Sailor, read my previous post to understand your error in evaluation of arc length. I will give you credit do doing an integral correctly, but you had the integrand wrong. I didn’t want to have to type this, but arc length of this spiral from angle theta1 to theta2 is F(theta2)-F(theta1), where
F(x)=(R(x)/2/a)sqrt(aa+R(x)R(x))+a/2ln(R(x)+sqrt(a*a+R(x)R(x)))
a=t/2/pi
R(theta)=R0+atheta
R0=starting radius (5.25 mm)
t=tape thickness (0.5 mm)
For a length of 10,000 mm, theta needs to be 439.678 radians, or 69.977 times around. I am not saying that the spiral is the best approximation, but sailor did suggest it in the first place, and also says:
Given the assumptions that tape is continuous, thickness remains constant, ends remain square, center line of tape has constant length (while surface of tape may stretch or compress) the maximum possible is about 70.372 wraps. In order to do that, part of the tape’s surface needs to stretch to twice its orginal length.

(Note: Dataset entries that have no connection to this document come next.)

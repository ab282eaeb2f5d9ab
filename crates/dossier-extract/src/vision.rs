//! Image transcription through a vision-capable language model.

use crate::{extension_of, ExtractError, FormatExtractor};
use base64::engine::general_purpose::STANDARD;
use base64::Engine;
use dossier_domain::traits::LlmProvider;
use dossier_domain::ChatMessage;
use std::fmt::Display;
use std::path::Path;
use std::sync::Arc;
use tracing::debug;

const TRANSCRIPTION_PROMPT: &str = "Transcribe ALL text visible in this image, including tables, \
headers and footnotes. Preserve the original layout as closely as plain text allows. \
Return only the transcription.";

/// Extractor for image files, backed by vision transcription.
pub struct ImageExtractor<L> {
    provider: Arc<L>,
}

impl<L> Clone for ImageExtractor<L> {
    fn clone(&self) -> Self {
        Self {
            provider: Arc::clone(&self.provider),
        }
    }
}

impl<L> ImageExtractor<L>
where
    L: LlmProvider,
    L::Error: Display,
{
    /// Create a new image extractor.
    pub fn new(provider: Arc<L>) -> Self {
        Self { provider }
    }

    /// Transcribe raw image bytes
    pub fn transcribe(&self, bytes: &[u8], mime_type: &str) -> Result<String, ExtractError> {
        debug!("Transcribing {} image ({} bytes)", mime_type, bytes.len());
        let message =
            ChatMessage::user(TRANSCRIPTION_PROMPT).with_image(mime_type, STANDARD.encode(bytes));
        self.provider
            .generate(&[message])
            .map_err(|e| ExtractError::Vision(e.to_string()))
    }
}

/// MIME type for an image path, by extension
pub fn mime_type_for(path: &Path) -> &'static str {
    match extension_of(path).as_deref() {
        Some("png") => "image/png",
        _ => "image/jpeg",
    }
}

impl<L> FormatExtractor for ImageExtractor<L>
where
    L: LlmProvider + Send + Sync,
    L::Error: Display,
{
    fn name(&self) -> &str {
        "image"
    }

    fn extensions(&self) -> &[&str] {
        &["jpg", "jpeg", "png"]
    }

    fn extract(&self, path: &Path) -> Result<String, ExtractError> {
        let bytes = std::fs::read(path)?;
        self.transcribe(&bytes, mime_type_for(path))
    }
}

#[cfg(test)]
mod tests {
    use super::*;
    use dossier_domain::ContentPart;
    use dossier_llm::MockProvider;
    use tempfile::tempdir;

    #[test]
    fn test_mime_type_from_extension() {
        assert_eq!(mime_type_for(Path::new("a.png")), "image/png");
        assert_eq!(mime_type_for(Path::new("a.PNG")), "image/png");
        assert_eq!(mime_type_for(Path::new("a.jpg")), "image/jpeg");
        assert_eq!(mime_type_for(Path::new("a.jpeg")), "image/jpeg");
    }

    #[test]
    fn test_transcribe_sends_base64_image() {
        let provider = Arc::new(MockProvider::new("Invoice No. 42"));
        let extractor = ImageExtractor::new(Arc::clone(&provider));

        let text = extractor.transcribe(b"ABC", "image/png").unwrap();
        assert_eq!(text, "Invoice No. 42");

        let requests = provider.requests();
        assert_eq!(requests.len(), 1);
        assert!(requests[0].had_image);
        assert!(requests[0].text.contains("Transcribe ALL text"));
    }

    #[test]
    fn test_image_payload_encoding() {
        let message = ChatMessage::user(TRANSCRIPTION_PROMPT)
            .with_image("image/png", STANDARD.encode(b"ABC"));
        match &message.parts[1] {
            ContentPart::Image { mime_type, data } => {
                assert_eq!(mime_type, "image/png");
                assert_eq!(data, "QUJD");
            }
            _ => panic!("Expected image part"),
        }
    }

    #[test]
    fn test_backend_error_is_reported() {
        let mut provider = MockProvider::default();
        provider.add_error("Transcribe");
        let extractor = ImageExtractor::new(Arc::new(provider));

        let temp_dir = tempdir().unwrap();
        let file_path = temp_dir.path().join("scan.jpg");
        std::fs::write(&file_path, [0xFF, 0xD8]).unwrap();

        assert!(matches!(extractor.extract(&file_path), Err(ExtractError::Vision(_))));
    }

    #[test]
    fn test_missing_image_file() {
        let extractor = ImageExtractor::new(Arc::new(MockProvider::default()));
        assert!(matches!(
            extractor.extract(Path::new("/nonexistent/scan.png")),
            Err(ExtractError::Io(_))
        ));
    }
}
//! Records produced by schema-guided extraction

use dossier_domain::CategoryId;
use serde_json::{json, Value};

/// Structured payload of an extracted record
#[derive(Debug, Clone, PartialEq)]
pub enum RecordContent {
    /// JSON returned by the model for the category's schema
    Structured(Value),
    /// The model's answer could not be parsed
    ParseFailed,
}

impl RecordContent {
    /// Persisted form; parse failures become `{"error": "parse_failed"}`
    pub fn to_value(&self) -> Value {
        match self {
            RecordContent::Structured(value) => value.clone(),
            RecordContent::ParseFailed => json!({"error": "parse_failed"}),
        }
    }

    /// Whether this is the parse-failure sentinel
    pub fn is_parse_failure(&self) -> bool {
        matches!(self, RecordContent::ParseFailed)
    }
}

/// Result of extracting one categorized section
///
/// The category is bound at construction and never reassigned.
#[derive(Debug, Clone, PartialEq)]
pub struct ExtractedRecord {
    category: CategoryId,
    content: RecordContent,
    violations: Vec<String>,
}

impl ExtractedRecord {
    /// Record for a parsed response, with the schema check's findings
    pub fn structured(category: CategoryId, value: Value, violations: Vec<String>) -> Self {
        Self {
            category,
            content: RecordContent::Structured(value),
            violations,
        }
    }

    /// Sentinel record for an unparsable response
    pub fn parse_failed(category: CategoryId, reason: impl Into<String>) -> Self {
        Self {
            category,
            content: RecordContent::ParseFailed,
            violations: vec![reason.into()],
        }
    }

    /// Category the record was extracted for
    pub fn category(&self) -> &CategoryId {
        &self.category
    }

    /// Extracted payload
    pub fn content(&self) -> &RecordContent {
        &self.content
    }

    /// True when the payload parsed and passed the schema check
    pub fn validated(&self) -> bool {
        !self.content.is_parse_failure() && self.violations.is_empty()
    }

    /// Schema check findings (or the parse error for the sentinel)
    pub fn violations(&self) -> &[String] {
        &self.violations
    }
}

#[cfg(test)]
mod tests {
    use super::*;

    #[test]
    fn test_sentinel_value() {
        let record =
            ExtractedRecord::parse_failed(CategoryId::new("company_formation"), "expected value");
        assert_eq!(record.content().to_value(), json!({"error": "parse_failed"}));
        assert!(!record.validated());
    }

    #[test]
    fn test_validated_flag() {
        let ok = ExtractedRecord::structured(CategoryId::new("a"), json!({"x": 1}), vec![]);
        assert!(ok.validated());

        let loose = ExtractedRecord::structured(
            CategoryId::new("a"),
            json!({}),
            vec!["missing required field 'x'".to_string()],
        );
        assert!(!loose.validated());
        assert_eq!(loose.content().to_value(), json!({}));
    }
}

In regards to who was first, it looks like CalMeacham was first with a decent estimate, of 79.5 wraps, and Schnitte was also close with a value of 80 wraps. A more complicated but also more accurate approximation of 70.41 was obtained by sailor. The value of 70.372 is the correct answer consistent with the above conditions, and is not just an approximation (except, of course, for rounding to 3 digits).